Before hunting for a particular item, get a good specific description including specific identifying marks such as inscribed names, dates etc.  That is very important.

Don't let anyone see finds unless you have a detailed specific description from them first.  

There are a number of techniques for keeping finds concealed.  One of my favorites when water hunting, is shaking the scoop vigorously while the scoop is still in the water and then while there is near zero visibility, with one motion quickly move the item from the scoop to your pocket without it ever being visible.  Develop the skills of an amateur magician.  You can tell what the item is by feel, and you can inspect it later when you are away from people.

I don't put much stock in contracts.  The main thing they are good for is making clear what the conditions and expectations are.  Don't expect to enforce a contract.  It depends upon the good will of both parties.

Get a defined area where the item is thought to have been lost.  Draw lines in the sand or use other markers.

All observers should stay out of the defined search area while you hunt so that you can run a grid and work the area properly without people getting in the way.  Explain that you can not work an area unless they stay out of the search area.

These days I seldom hunt around people, which solves a lot of problems.

Reading people is an important skill.  Sometimes if you press for a detailed description, dishonest people will stumble around as they attempt to make up answers.  Ask questions that will reveal dishonesty.   Is the ring 24K gold?  A yes answer indicates a probable liar, for example.  Be prepared with trick questions.
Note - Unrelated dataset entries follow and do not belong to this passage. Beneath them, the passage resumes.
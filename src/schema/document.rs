//! Schemas declared in TOML documents.
//!
//! ```toml
//! [[section]]
//! name = "ABT"
//!
//! [[section.item]]
//! name = "kor"
//! kind = "float"
//! default = 500.0
//! description = "ABT kor value"
//! rule = { type = "always_positive" }
//! ```
//!
//! `default` may be written as a string or as a native TOML number or array
//! of numbers. Custom rules cannot be declared in a document; attach them to
//! the loaded [`Schema`] programmatically.

use std::path::Path;
use std::sync::Arc;

use serde::Deserialize;

use super::{Schema, SchemaItem, SchemaSection};
use crate::config::{ConfigError, Kind, Rule, Value};

#[derive(Debug, Deserialize)]
#[serde(deny_unknown_fields)]
struct SchemaDocument {
    #[serde(default)]
    section: Vec<SectionDocument>,
}

#[derive(Debug, Deserialize)]
#[serde(deny_unknown_fields)]
struct SectionDocument {
    name: String,
    #[serde(default)]
    item: Vec<ItemDocument>,
}

#[derive(Debug, Deserialize)]
#[serde(deny_unknown_fields)]
struct ItemDocument {
    name: String,
    kind: Kind,
    default: toml::Value,
    #[serde(default)]
    description: String,
    rule: Option<Rule>,
}

impl Schema {
    /// Parses and validates a schema from TOML text.
    pub fn from_toml_str(text: &str) -> Result<Self, ConfigError> {
        let document: SchemaDocument = toml::from_str(text)?;
        let schema = document.into_schema();
        schema.validate()?;
        Ok(schema)
    }

    /// Reads, parses and validates a schema document from disk.
    pub fn from_file(path: impl AsRef<Path>) -> Result<Self, ConfigError> {
        let path = path.as_ref();
        let text = std::fs::read_to_string(path).map_err(|e| ConfigError::SchemaRead {
            path: path.to_path_buf(),
            source: e,
        })?;
        Self::from_toml_str(&text)
    }
}

impl SchemaDocument {
    fn into_schema(self) -> Schema {
        self.section
            .into_iter()
            .fold(Schema::new(), |schema, section| {
                schema.section(section.into_section())
            })
    }
}

impl SectionDocument {
    fn into_section(self) -> SchemaSection {
        self.item
            .into_iter()
            .fold(SchemaSection::new(self.name), |section, item| {
                section.item(item.into_item())
            })
    }
}

impl ItemDocument {
    fn into_item(self) -> SchemaItem {
        let mut item = SchemaItem::new(
            self.name,
            self.kind,
            default_text(&self.default),
            self.description,
        );
        item.rule = self.rule.map(Arc::new);
        item
    }
}

/// Renders a TOML default the way it would be written in the config file.
fn default_text(value: &toml::Value) -> String {
    match value {
        toml::Value::String(s) => s.clone(),
        toml::Value::Integer(i) => i.to_string(),
        toml::Value::Float(f) => Value::Float(*f).to_text(),
        toml::Value::Array(items) => items
            .iter()
            .map(default_text)
            .collect::<Vec<_>>()
            .join(","),
        other => other.to_string(),
    }
}
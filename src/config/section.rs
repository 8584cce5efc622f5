use std::collections::BTreeMap;
use std::sync::Arc;

use super::rule::Rule;
use super::value::{ConfigType, Value};
use super::ConfigError;

/// A named group of keys, mirroring one `[Header]` block of a config file.
///
/// Keys are case-sensitive. A key may carry a [`Rule`]; when it does, every
/// value committed under that key satisfies the rule at the moment it is
/// stored, and a rejected value leaves the previous one in place.
#[derive(Debug, Clone, Default)]
pub struct Section {
    values: BTreeMap<String, Value>,
    rules: BTreeMap<String, Arc<Rule>>,
}

impl Section {
    pub fn new() -> Self {
        Self::default()
    }

    /// Stores a typed value under `key`, checking the key's rule first.
    pub fn set_value<T: ConfigType>(
        &mut self,
        key: impl Into<String>,
        value: T,
    ) -> Result<(), ConfigError> {
        self.set(key, value.into_value())
    }

    /// Stores `value` under `key`, checking the key's rule first.
    ///
    /// A value of a different kind replaces the stored one outright.
    pub fn set(&mut self, key: impl Into<String>, value: Value) -> Result<(), ConfigError> {
        let key = key.into();
        if let Some(rule) = self.rules.get(&key) {
            if !rule.evaluate(&value) {
                return Err(ConfigError::Validation {
                    key,
                    rule: rule.describe(),
                });
            }
        }
        self.values.insert(key, value);
        Ok(())
    }

    /// Returns a copy of the value under `key` as `T`.
    pub fn get_value<T: ConfigType>(&self, key: &str) -> Result<T, ConfigError> {
        let value = self
            .values
            .get(key)
            .ok_or_else(|| ConfigError::KeyNotFound(key.to_string()))?;

        value
            .get::<T>()
            .cloned()
            .ok_or_else(|| ConfigError::TypeMismatch {
                key: key.to_string(),
                expected: T::KIND,
                found: value.kind(),
            })
    }

    pub fn get(&self, key: &str) -> Option<&Value> {
        self.values.get(key)
    }

    pub fn has_key(&self, key: &str) -> bool {
        self.values.contains_key(key)
    }

    /// Installs or replaces the rule for `key`.
    ///
    /// The value currently stored under `key` is not re-checked.
    pub fn set_validation_rule(&mut self, key: impl Into<String>, rule: Arc<Rule>) {
        self.rules.insert(key.into(), rule);
    }

    pub fn rule(&self, key: &str) -> Option<&Arc<Rule>> {
        self.rules.get(key)
    }

    /// Iterates over keys and values in key order.
    pub fn values(&self) -> impl Iterator<Item = (&str, &Value)> {
        self.values.iter().map(|(key, value)| (key.as_str(), value))
    }

    pub fn len(&self) -> usize {
        self.values.len()
    }

    pub fn is_empty(&self) -> bool {
        self.values.is_empty()
    }
}
use std::sync::Arc;

use tracing::{error, info};
use tracing_subscriber::EnvFilter;
use typed_ini::{ConfigStore, Kind, Rule, Schema, SchemaItem, SchemaSection};

fn schema() -> Schema {
    let between_0_and_100 = Arc::new(Rule::in_range(0.0, 100.0));
    let positive = Arc::new(Rule::AlwaysPositive);

    Schema::new()
        .section(
            SchemaSection::new("ABT")
                .item(
                    SchemaItem::new("kor", Kind::Float, "500.0", "ABT kor value")
                        .with_rule(Arc::clone(&positive)),
                )
                .item(SchemaItem::new("koh", Kind::Integer, "1", "ABT koh value")),
        )
        .section(
            SchemaSection::new("TBM").item(
                SchemaItem::new("kor", Kind::Float, "500.0", "TBM kor value").with_rule(positive),
            ),
        )
        .section(
            SchemaSection::new("General")
                .item(
                    SchemaItem::new("FW", Kind::Float, "10.0", "Fixed Wing value")
                        .with_rule(Arc::clone(&between_0_and_100)),
                )
                .item(
                    SchemaItem::new("RW", Kind::Float, "20.0", "Rotary Wing value")
                        .with_rule(Arc::clone(&between_0_and_100)),
                )
                .item(
                    SchemaItem::new("CM", Kind::Float, "30.0", "Cruise Missile value")
                        .with_rule(between_0_and_100),
                )
                .item(SchemaItem::new(
                    "Misc",
                    Kind::FloatList,
                    "1.0,2.0,3.0",
                    "Misc item just for proof of principle",
                )),
        )
}

fn main() -> Result<(), typed_ini::Error> {
    tracing_subscriber::fmt()
        .with_env_filter(
            EnvFilter::try_from_default_env().unwrap_or_else(|_| EnvFilter::new("info")),
        )
        .init();

    // Pass a schema document path as the first argument to use it instead
    // of the built-in schema, e.g. `demos/specific_algorithm.toml`.
    let schema = match std::env::args().nth(1) {
        Some(path) => Schema::from_file(path)?,
        None => schema(),
    };

    let mut config = ConfigStore::builder()
        .with_file("specific_algorithm_config.ini")
        .with_schema(schema)
        .build()?;

    let report = config.initialize()?;
    for fallback in &report.fallbacks {
        info!(
            "[{}] {} = '{}' replaced: {}",
            fallback.section, fallback.key, fallback.text, fallback.reason
        );
    }

    println!("Loaded configuration:");
    for (name, section) in config.sections() {
        println!("[{name}]");
        for (key, value) in section.values() {
            println!("{key} = {value}");
        }
        println!();
    }

    let kor: f64 = config.get_value("ABT", "kor")?;
    let koh: i64 = config.get_value("ABT", "koh")?;
    println!("ABT.kor = {kor}, ABT.koh = {koh}, kor * 3 = {}", kor * 3.0);

    if let Err(e) = config.set_value("General", "FW", 150.0) {
        error!("validation error: {e}");
    }
    config.set_value("General", "FW", 20.0)?;
    println!("General.FW = {}", config.get_value::<f64>("General", "FW")?);

    config.save_config()?;
    Ok(())
}
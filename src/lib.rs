pub mod config;
mod error;
pub mod schema;

pub use config::{
    ConfigError, ConfigStore, ConfigStoreBuilder, ConfigType, CustomRule, Fallback, Kind,
    LoadReport, Rule, Section, Value,
};
pub use error::Error;
pub use schema::{generate_config, Schema, SchemaItem, SchemaSection};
How much does it weigh?  Few people will know that.  A too quick, precise or unrealistic answer can be a tip off.

Learn to be a bit of a detective.  Ask a second party and see if you get the same or a completely different answer.

I know that most of us want to believe that people are honest and we want to help people, so we go out of your way to help, but you need to realize that not everyone is honest and you should be prepared one way or another to deal with that.
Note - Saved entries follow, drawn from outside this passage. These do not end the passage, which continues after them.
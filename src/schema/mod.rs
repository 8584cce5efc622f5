//! Declarative schema: which sections and keys exist, their kinds, defaults,
//! descriptions and rules.
//!
//! The schema is the source of truth for the key set of a
//! [`ConfigStore`](crate::ConfigStore). It seeds defaults, drives per-key
//! parsing while loading, and is rendered into a fresh commented file by
//! [`generate_config`] when none exists yet.
//!
//! ## Example
//!
//! ```
//! use typed_ini::{Kind, Rule, Schema, SchemaItem, SchemaSection};
//!
//! let schema = Schema::new()
//!     .section(
//!         SchemaSection::new("ABT")
//!             .item(
//!                 SchemaItem::new("kor", Kind::Float, "500.0", "ABT kor value")
//!                     .with_rule(Rule::AlwaysPositive),
//!             )
//!             .item(SchemaItem::new("koh", Kind::Integer, "1", "ABT koh value")),
//!     );
//!
//! assert!(schema.validate().is_ok());
//! assert_eq!(schema.find("ABT", "koh").map(|item| item.kind), Some(Kind::Integer));
//! ```

mod document;
mod generate;

use std::collections::HashSet;
use std::sync::Arc;

use crate::config::{ConfigError, Kind, Rule, Value};

pub use generate::generate_config;

/// One declared key.
#[derive(Debug, Clone)]
pub struct SchemaItem {
    pub name: String,
    pub kind: Kind,
    /// Default value as it would be written in the file.
    pub default: String,
    pub description: String,
    pub rule: Option<Arc<Rule>>,
}

impl SchemaItem {
    pub fn new(
        name: impl Into<String>,
        kind: Kind,
        default: impl Into<String>,
        description: impl Into<String>,
    ) -> Self {
        Self {
            name: name.into(),
            kind,
            default: default.into(),
            description: description.into(),
            rule: None,
        }
    }

    /// Attaches a rule. Pass an `Arc<Rule>` to share one rule across items.
    pub fn with_rule(mut self, rule: impl Into<Arc<Rule>>) -> Self {
        self.rule = Some(rule.into());
        self
    }

    /// Parses the default text and checks it against the item's own rule.
    pub fn default_value(&self) -> Result<Value, ConfigError> {
        let value = Value::parse(self.kind, &self.default)?;
        match &self.rule {
            Some(rule) if !rule.evaluate(&value) => Err(ConfigError::Validation {
                key: self.name.clone(),
                rule: rule.describe(),
            }),
            _ => Ok(value),
        }
    }
}

/// A declared `[Section]` and its items, in declaration order.
#[derive(Debug, Clone)]
pub struct SchemaSection {
    pub name: String,
    pub items: Vec<SchemaItem>,
}

impl SchemaSection {
    pub fn new(name: impl Into<String>) -> Self {
        Self {
            name: name.into(),
            items: Vec::new(),
        }
    }

    pub fn item(mut self, item: SchemaItem) -> Self {
        self.items.push(item);
        self
    }

    pub fn find(&self, key: &str) -> Option<&SchemaItem> {
        self.items.iter().find(|item| item.name == key)
    }
}

/// Ordered set of declared sections.
#[derive(Debug, Clone, Default)]
pub struct Schema {
    sections: Vec<SchemaSection>,
}

impl Schema {
    pub fn new() -> Self {
        Self::default()
    }

    pub fn section(mut self, section: SchemaSection) -> Self {
        self.sections.push(section);
        self
    }

    pub fn sections(&self) -> &[SchemaSection] {
        &self.sections
    }

    /// Looks up the declaration for `key` in `section`.
    pub fn find(&self, section: &str, key: &str) -> Option<&SchemaItem> {
        self.sections
            .iter()
            .find(|s| s.name == section)
            .and_then(|s| s.find(key))
    }

    /// Checks the schema for authoring defects.
    ///
    /// Fails on duplicate section names, duplicate keys within a section,
    /// and defaults that do not parse as their kind or fail their own rule.
    pub fn validate(&self) -> Result<(), ConfigError> {
        let mut seen_sections = HashSet::new();
        for section in &self.sections {
            if !seen_sections.insert(section.name.as_str()) {
                return Err(ConfigError::DuplicateSection(section.name.clone()));
            }

            let mut seen_keys = HashSet::new();
            for item in &section.items {
                if !seen_keys.insert(item.name.as_str()) {
                    return Err(ConfigError::DuplicateKey {
                        section: section.name.clone(),
                        key: item.name.clone(),
                    });
                }
                item.default_value()
                    .map_err(|e| invalid_default(&section.name, &item.name, e))?;
            }
        }
        Ok(())
    }
}

pub(crate) fn invalid_default(section: &str, key: &str, source: ConfigError) -> ConfigError {
    ConfigError::InvalidDefault {
        section: section.to_string(),
        key: key.to_string(),
        source: Box::new(source),
    }
}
I don't have any set policy.  I try to evaluate each individual situation and the people involved.  I don't see any problem with asking for $20 out front.  I've known people that do that and stick to it.  If you do that, stick to it. I've never done that myself, but I have no problem with that.  It might be seen as greedy, but it can also save you from a wild goose chase.
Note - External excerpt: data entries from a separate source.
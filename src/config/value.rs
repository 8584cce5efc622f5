//! Typed configuration values.
//!
//! A [`Value`] holds exactly one of the supported [`Kind`]s. Its kind is
//! fixed when it is constructed; [`Value::set_from_text`] re-parses text
//! into the same kind and leaves the value untouched on failure.

use std::fmt;
use std::str::FromStr;

use serde::Deserialize;

use super::ConfigError;

/// The closed set of value shapes a configuration key can hold.
#[derive(Debug, Clone, Copy, PartialEq, Eq, Hash, Deserialize)]
#[serde(try_from = "String")]
pub enum Kind {
    Integer,
    Float,
    Text,
    FloatList,
}

impl Kind {
    /// Canonical name, as written in generated files and schema documents.
    pub fn as_str(&self) -> &'static str {
        match self {
            Self::Integer => "integer",
            Self::Float => "float",
            Self::Text => "text",
            Self::FloatList => "float_list",
        }
    }
}

impl fmt::Display for Kind {
    fn fmt(&self, f: &mut fmt::Formatter<'_>) -> fmt::Result {
        f.write_str(self.as_str())
    }
}

impl FromStr for Kind {
    type Err = ConfigError;

    fn from_str(s: &str) -> Result<Self, Self::Err> {
        match s.trim().to_ascii_lowercase().as_str() {
            "integer" | "int" => Ok(Self::Integer),
            "float" | "double" => Ok(Self::Float),
            "text" | "string" => Ok(Self::Text),
            "float_list" | "list" | "vector<double>" => Ok(Self::FloatList),
            _ => Err(ConfigError::UnknownKind(s.to_string())),
        }
    }
}

impl TryFrom<String> for Kind {
    type Error = ConfigError;

    fn try_from(s: String) -> Result<Self, Self::Error> {
        s.parse()
    }
}

/// A configuration value of one fixed [`Kind`].
#[derive(Debug, Clone, PartialEq)]
pub enum Value {
    Integer(i64),
    Float(f64),
    Text(String),
    FloatList(Vec<f64>),
}

impl Value {
    /// Parses `text` as a value of the given kind.
    ///
    /// Integer text must be integral: `"1.5"` is a parse error rather than
    /// being truncated. Float list elements are comma separated and empty
    /// elements are skipped, so `"1.0,,3.0"` yields `[1.0, 3.0]` and the
    /// empty string yields an empty list. Text is taken verbatim.
    pub fn parse(kind: Kind, text: &str) -> Result<Self, ConfigError> {
        let parse_error = || ConfigError::Parse {
            kind,
            text: text.to_string(),
        };

        match kind {
            Kind::Integer => text
                .trim()
                .parse::<i64>()
                .map(Self::Integer)
                .map_err(|_| parse_error()),
            Kind::Float => text
                .trim()
                .parse::<f64>()
                .map(Self::Float)
                .map_err(|_| parse_error()),
            Kind::Text => Ok(Self::Text(text.to_string())),
            Kind::FloatList => text
                .split(',')
                .map(str::trim)
                .filter(|item| !item.is_empty())
                .map(|item| item.parse::<f64>().map_err(|_| parse_error()))
                .collect::<Result<Vec<_>, _>>()
                .map(Self::FloatList),
        }
    }

    pub fn kind(&self) -> Kind {
        match self {
            Self::Integer(_) => Kind::Integer,
            Self::Float(_) => Kind::Float,
            Self::Text(_) => Kind::Text,
            Self::FloatList(_) => Kind::FloatList,
        }
    }

    /// Renders the value as it is written to a config file.
    pub fn to_text(&self) -> String {
        match self {
            Self::Integer(i) => i.to_string(),
            Self::Float(f) => format_float(*f),
            Self::Text(s) => s.clone(),
            Self::FloatList(items) => items
                .iter()
                .map(|f| format_float(*f))
                .collect::<Vec<_>>()
                .join(","),
        }
    }

    /// Re-parses `text` into this value's own kind.
    ///
    /// On failure the current value is left unchanged.
    pub fn set_from_text(&mut self, text: &str) -> Result<(), ConfigError> {
        *self = Self::parse(self.kind(), text)?;
        Ok(())
    }

    /// Borrows the inner value if it has the kind of `T`.
    pub fn get<T: ConfigType>(&self) -> Option<&T> {
        T::from_value(self)
    }

    /// Numeric view used by the bound-checking rules.
    ///
    /// Text counts as numeric when it parses as a float.
    pub(crate) fn as_f64(&self) -> Option<f64> {
        match self {
            Self::Integer(i) => Some(*i as f64),
            Self::Float(f) => Some(*f),
            Self::Text(s) => s.trim().parse().ok(),
            Self::FloatList(_) => None,
        }
    }
}

impl fmt::Display for Value {
    fn fmt(&self, f: &mut fmt::Formatter<'_>) -> fmt::Result {
        f.write_str(&self.to_text())
    }
}

// Debug formatting is the shortest text that parses back to the same f64
// and always carries a decimal point or exponent.
fn format_float(f: f64) -> String {
    format!("{f:?}")
}

/// Rust types that map one-to-one onto a [`Kind`].
///
/// Implemented for `i64`, `f64`, `String` and `Vec<f64>`; these drive the
/// generic getters and setters on sections and the store.
pub trait ConfigType: Clone + Sized {
    const KIND: Kind;

    fn into_value(self) -> Value;

    fn from_value(value: &Value) -> Option<&Self>;
}

impl ConfigType for i64 {
    const KIND: Kind = Kind::Integer;

    fn into_value(self) -> Value {
        Value::Integer(self)
    }

    fn from_value(value: &Value) -> Option<&Self> {
        match value {
            Value::Integer(i) => Some(i),
            _ => None,
        }
    }
}

impl ConfigType for f64 {
    const KIND: Kind = Kind::Float;

    fn into_value(self) -> Value {
        Value::Float(self)
    }

    fn from_value(value: &Value) -> Option<&Self> {
        match value {
            Value::Float(f) => Some(f),
            _ => None,
        }
    }
}

impl ConfigType for String {
    const KIND: Kind = Kind::Text;

    fn into_value(self) -> Value {
        Value::Text(self)
    }

    fn from_value(value: &Value) -> Option<&Self> {
        match value {
            Value::Text(s) => Some(s),
            _ => None,
        }
    }
}

impl ConfigType for Vec<f64> {
    const KIND: Kind = Kind::FloatList;

    fn into_value(self) -> Value {
        Value::FloatList(self)
    }

    fn from_value(value: &Value) -> Option<&Self> {
        match value {
            Value::FloatList(items) => Some(items),
            _ => None,
        }
    }
}

macro_rules! impl_from_config_type {
    ($($ty:ty),*) => {
        $(
            impl From<$ty> for Value {
                fn from(value: $ty) -> Self {
                    value.into_value()
                }
            }
        )*
    };
}

impl_from_config_type!(i64, f64, String, Vec<f64>);

impl From<&str> for Value {
    fn from(value: &str) -> Self {
        Self::Text(value.to_string())
    }
}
It is too bad there are dishonest people, but that is a reality that you have to deal with in your own way.  Be kind and helpful, but don't let people take advantage of you.

Don't expect a reward, promised or not.  Most people don't give a reward, sometimes even if they promised one.  I don't really understand that.  I'd think if someone found something and returned it, it would be natural to offer some sort of reward, but it seldom actually happens.

As far as coming up empty when looking for an item for someone.  It happens.  People often don't know when or where they lost the item.  That is one benefit of drawing a boundary.  You get a good idea if they actually know where they lost the item, and it confines the search to something less than the entire beach.

I often find something good other than the item I was looking for when I hunt for a lost item.  That brings in many of the points I mentioned above.  You need a good description to identify the targeted object.  You are better off not showing or even giving a hint that there were finds.  Keep people away from you and skillfully keep finds hidden.

Those are a few of my first thoughts on the subject.  Please sent your own thoughts and experiences to add to this discussion.


On the Treasure Coast we have a small surf again.  This week we'll have something like one or two feet.  There is a small negative tide again.